Intermediate

Inf2 Instances

Deep dive into Amazon EC2 Inf2 instances powered by Inferentia2 chips — understanding instance sizes, NeuronCore configurations, memory, and how to choose the right instance for your inference workload.

Inf2 Instance Family Overview

Inf2 instances are powered by up to 12 AWS Inferentia2 chips, delivering up to 4x higher throughput and up to 10x lower latency compared to Inf1 instances. They feature NeuronLink chip-to-chip interconnect for running large models across multiple chips.

Instance Types and Specifications

InstanceInf2 ChipsNeuronCoresAccelerator MemoryvCPUsSystem Memory
inf2.xlarge1232 GB HBM416 GB
inf2.8xlarge1232 GB HBM32128 GB
inf2.24xlarge612192 GB HBM96384 GB
inf2.48xlarge1224384 GB HBM192768 GB

NeuronCore Architecture

Each Inferentia2 chip contains two NeuronCore-v2 engines optimized for tensor operations:

  • Tensor engine: High-performance matrix multiplication for transformer attention and linear layers
  • Vector engine: Element-wise operations, activations, and normalization
  • Scalar engine: Control flow and scalar computations
  • HBM2e memory: 32 GB per chip with high bandwidth for model weights and activations
💡
NeuronLink: On inf2.24xlarge and inf2.48xlarge, all Inferentia2 chips are connected via NeuronLink, enabling tensor parallelism across chips.

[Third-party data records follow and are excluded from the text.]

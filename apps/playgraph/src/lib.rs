//! # playgraph
//!
//! Command-line front end for `playgraph-core`: flag parsing, layered
//! configuration and progress display. The binary in `main.rs` only sets
//! up logging and maps errors to exit codes.

pub mod cli;
pub mod config;
pub mod progress;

This allows you to run large models (like Llama 2 70B) that don't fit in a single chip's memory by sharding the model across multiple NeuronCores.

Choosing the Right Instance

💻

inf2.xlarge

Best for small to medium models (BERT, DistilGPT-2) with moderate throughput requirements. Most cost-effective entry point.

inf2.8xlarge

Same chip as inf2.xlarge but with more vCPUs and memory for preprocessing-heavy workloads or multiple model serving.

🚀

inf2.24xlarge

6 chips with NeuronLink for large models (Llama 2 13B, GPT-J). Enables tensor parallelism across 12 NeuronCores.

📈

inf2.48xlarge

12 chips for the largest models (Llama 2 70B). Maximum throughput and memory for production LLM serving at scale.

Performance Considerations

  • Batch size: Larger batch sizes improve throughput but increase latency; tune based on your SLA
  • Sequence length: Longer sequences require more memory; consider dynamic batching
  • Tensor parallelism degree: Match the number of NeuronCores to your model size for optimal sharding
  • Data types: BF16 and FP16 are natively supported; FP32 models are automatically cast down
  • Compilation: Models must be compiled with the Neuron compiler before deployment
Pro tip: Start with the smallest instance that fits your model in memory, then scale up based on throughput requirements. Use neuron-top to monitor NeuronCore utilization and identify if you're compute-bound or memory-bound.